= Berthold E. Schwarz =

American psychiatrist and paranormal investigator (1924–2010)

Berthold Eric Schwarz, MD (October 24, 1924 – September 16, 2010) was an American psychiatrist and a researcher in spirituality and paranormal activity.

==Early life and education==
Schwarz was born in Jersey City, New Jersey; his father, Berthold T.D. Schwarz, was a physician, and his mother, Thyra Schwarz, was a nurse.

He graduated from Dartmouth College with a Bachelor of Arts in 1945, and from Dartmouth Medical School and New York University School of Medicine in 1950 with an MD. He interned at Mary Hitchcock Memorial Hospital, Hanover, New Hampshire, from July 1950 to June 1951, and completed a Fellowship in Psychiatry at the Mayo Clinic Alix School of Medicine, Rochester, Minnesota, from 1951 to 1955. He earned an MS in psychiatry at the University of Minnesota in 1957.

==Career==

Schwarz was certified in psychiatry by the American Board of Psychiatry and Neurology in March 1957. He was a Diplomate of the American Board of Psychiatry and Neurology, a Fellow of the American Association for the Advancement of Science, and a Distinguished Life Fellow of the American Psychiatric Association.

He was in private practice for 45 years, in Montclair, New Jersey, from 1958 to 1982, and in Vero Beach, Florida, from 1982 to 2004.

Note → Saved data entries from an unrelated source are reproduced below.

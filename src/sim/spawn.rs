//! Enemy spawn policy
//!
//! Gates spawning on quota, live-enemy cap and cooldown, and chooses the
//! class with a streak rule: after `target_streak_limit` consecutive
//! non-Target spawns the next one is always a Target.

use rand::Rng;
use serde::{Deserialize, Serialize};

use super::tank::EnemyClass;
use crate::settings::MatchConfig;

/// Spawn bookkeeping for one match
#[derive(Debug, Clone, Serialize, Deserialize)]
pub struct SpawnDirector {
    pub ticks_since_spawn: u32,
    /// Consecutive non-Target spawns
    pub non_target_streak: u32,
    pub spawned_total: u32,
}

impl SpawnDirector {
    /// Ready to spawn on the first tick of a match
    pub fn new(config: &MatchConfig) -> Self {
        Self {
            ticks_since_spawn: config.spawn_interval_ticks,
            non_target_streak: 0,
            spawned_total: 0,
        }
    }

    pub fn tick(&mut self) {
        self.ticks_since_spawn = self.ticks_since_spawn.saturating_add(1);
    }

    /// Quota, concurrency and cooldown all allow another enemy
    pub fn can_spawn(&self, destroyed: u32, live: usize, config: &MatchConfig) -> bool {
        destroyed < config.enemy_quota
            && live < config.max_live_enemies
            && self.ticks_since_spawn >= config.spawn_interval_ticks
    }

    /// Choose the next class and update the streak
    pub fn pick_class<R: Rng + ?Sized>(&mut self, rng: &mut R, config: &MatchConfig) -> EnemyClass {
        let class = if self.non_target_streak >= config.target_streak_limit
            || rng.random_bool(config.target_spawn_chance)
        {
            EnemyClass::Target
        } else {
            EnemyClass::NON_TARGET[rng.random_range(0..EnemyClass::NON_TARGET.len())]
        };

        if class == EnemyClass::Target {
            self.non_target_streak = 0;
        } else {
            self.non_target_streak += 1;
        }
        class
    }

    /// Record a completed spawn and restart the cooldown
    pub fn record_spawn(&mut self) {
        self.ticks_since_spawn = 0;
        self.spawned_total += 1;
    }
}
//! Terrain structures
//!
//! One struct for every terrain piece; the per-kind behaviour comes from a
//! small capability table instead of a type hierarchy.

use glam::Vec2;
use serde::{Deserialize, Serialize};

use super::geom::Rect;
use crate::consts::{BRICK_HP, HEADQUARTERS_HP, IRON_HP};

/// Structure types
#[derive(Debug, Clone, Copy, PartialEq, Eq, Serialize, Deserialize)]
pub enum StructureKind {
    Brick,
    Iron,
    River,
    Forest,
    Headquarters,
}

/// Collision and damage rules for a structure kind
#[derive(Debug, Clone, Copy, PartialEq, Eq)]
pub struct StructureTraits {
    pub can_pass_tank: bool,
    pub can_pass_bullet: bool,
    /// Hit points are never reduced
    pub indestructible: bool,
    pub hit_points: i32,
}

impl StructureKind {
    /// Capability table
    pub const fn traits(self) -> StructureTraits {
        match self {
            StructureKind::Brick => StructureTraits {
                can_pass_tank: false,
                can_pass_bullet: false,
                indestructible: false,
                hit_points: BRICK_HP,
            },
            StructureKind::Iron => StructureTraits {
                can_pass_tank: false,
                can_pass_bullet: false,
                indestructible: true,
                hit_points: IRON_HP,
            },
            StructureKind::River => StructureTraits {
                can_pass_tank: false,
                can_pass_bullet: true,
                indestructible: true,
                hit_points: 1,
            },
            StructureKind::Forest => StructureTraits {
                can_pass_tank: true,
                can_pass_bullet: true,
                indestructible: true,
                hit_points: 1,
            },
            StructureKind::Headquarters => StructureTraits {
                can_pass_tank: false,
                can_pass_bullet: false,
                indestructible: false,
                hit_points: HEADQUARTERS_HP,
            },
        }
    }
}

/// A terrain entity
#[derive(Debug, Clone, Serialize, Deserialize)]
pub struct Structure {
    pub id: u32,
    pub kind: StructureKind,
    pub rect: Rect,
    pub hit_points: i32,
    /// Set once hit points reach zero. Bricks are then removed from the
    /// world; the headquarters stays in place and renders as wrecked.
    pub destroyed: bool,
}

impl Structure {
    pub fn new(id: u32, kind: StructureKind, pos: Vec2, side: f32) -> Self {
        Self {
            id,
            kind,
            rect: Rect::square(pos, side),
            hit_points: kind.traits().hit_points,
            destroyed: false,
        }
    }

    pub fn can_pass_tank(&self) -> bool {
        self.kind.traits().can_pass_tank
    }

    pub fn can_pass_bullet(&self) -> bool {
        self.kind.traits().can_pass_bullet
    }

    /// Apply damage; returns true iff the structure is now destroyed
    pub fn receive_hit(&mut self, damage: i32) -> bool {
        if self.kind.traits().indestructible {
            return false;
        }
        self.hit_points -= damage;
        if self.hit_points <= 0 {
            self.destroyed = true;
        }
        self.destroyed
    }
}

#[cfg(test)]
mod tests {
    use super::*;

    fn make(kind: StructureKind) -> Structure {
        Structure::new(1, kind, Vec2::ZERO, 30.0)
    }

    #[test]
    fn test_pass_rules() {
        let rules: Vec<_> = [
            StructureKind::Brick,
            StructureKind::Iron,
            StructureKind::River,
            StructureKind::Forest,
            StructureKind::Headquarters,
        ]
        .into_iter()
        .map(|k| (make(k).can_pass_tank(), make(k).can_pass_bullet()))
        .collect();
        assert_eq!(
            rules,
            vec![
                (false, false),
                (false, false),
                (false, true),
                (true, true),
                (false, false)
            ]
        );
    }

    #[test]
    fn test_brick_destroyed_by_single_hit() {
        let mut brick = make(StructureKind::Brick);
        assert!(brick.receive_hit(1));
        assert!(brick.destroyed);
    }

    #[test]
    fn test_iron_never_destroyed() {
        let mut iron = make(StructureKind::Iron);
        for _ in 0..1000 {
            assert!(!iron.receive_hit(1));
        }
        assert_eq!(iron.hit_points, IRON_HP);
        assert!(!iron.destroyed);
    }

    #[test]
    fn test_headquarters_flags_destroyed() {
        let mut hq = make(StructureKind::Headquarters);
        assert!(hq.receive_hit(1));
        assert!(hq.destroyed);
    }
}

Schwarz wrote more than 185 scholarly or scientific articles, many focusing on psychiatric, psychoanalytic and electrophysiological subjects. He had a strong lifelong interest in paranormal research, and was a member of the Academy of Spirituality and Paranormal Studies and a Fellow of the American Society for Psychical Research. He wrote frequently for the Journal of Spirituality and Paranormal Studies, and many of his books deal with paranormal research. His books include:

- A Psychiatrist Looks at ESP (Signet Mystic Books/1968)
- The Jacques Romano Story (University Books/1968)
- Everyday Life: Parent-Child Telepathy (Garrett Publications/1971)
- Psychic Nexus: Psychic Phenomena in Psychiatry(Van Nostrand Reinhold/1980)
- UFO-Dynamics (Rainbow Books/1983,1988)
- Miracles of Peter Sugleris (Eagle Wing Books/1993)
- Psychiatric and Paranormal Aspects of Ufology (White Buffalo Books/1999)
- Parent-Child Tensions (co-author with Bartholomew A. Ruggieri, MD) (J.B. Lippincott/1958)
- You Can Raise Decent Children (co-author with Bartholomew A. Ruggieri, MD) (Arlington House/1971)

Schwarz believed that paranormal abilities such as telepathy are common, and that serious paranormal research has been hampered by fraud and deception. He advocated for systematic and objective scientific study of the paranormal, and carried out a number of paranormal investigations himself.

== Stella Lansing case ==

Schwarz investigated the case of Stella Lansing and her films which allegedly recorded "mysterious" objects. He authored a dedicated paper.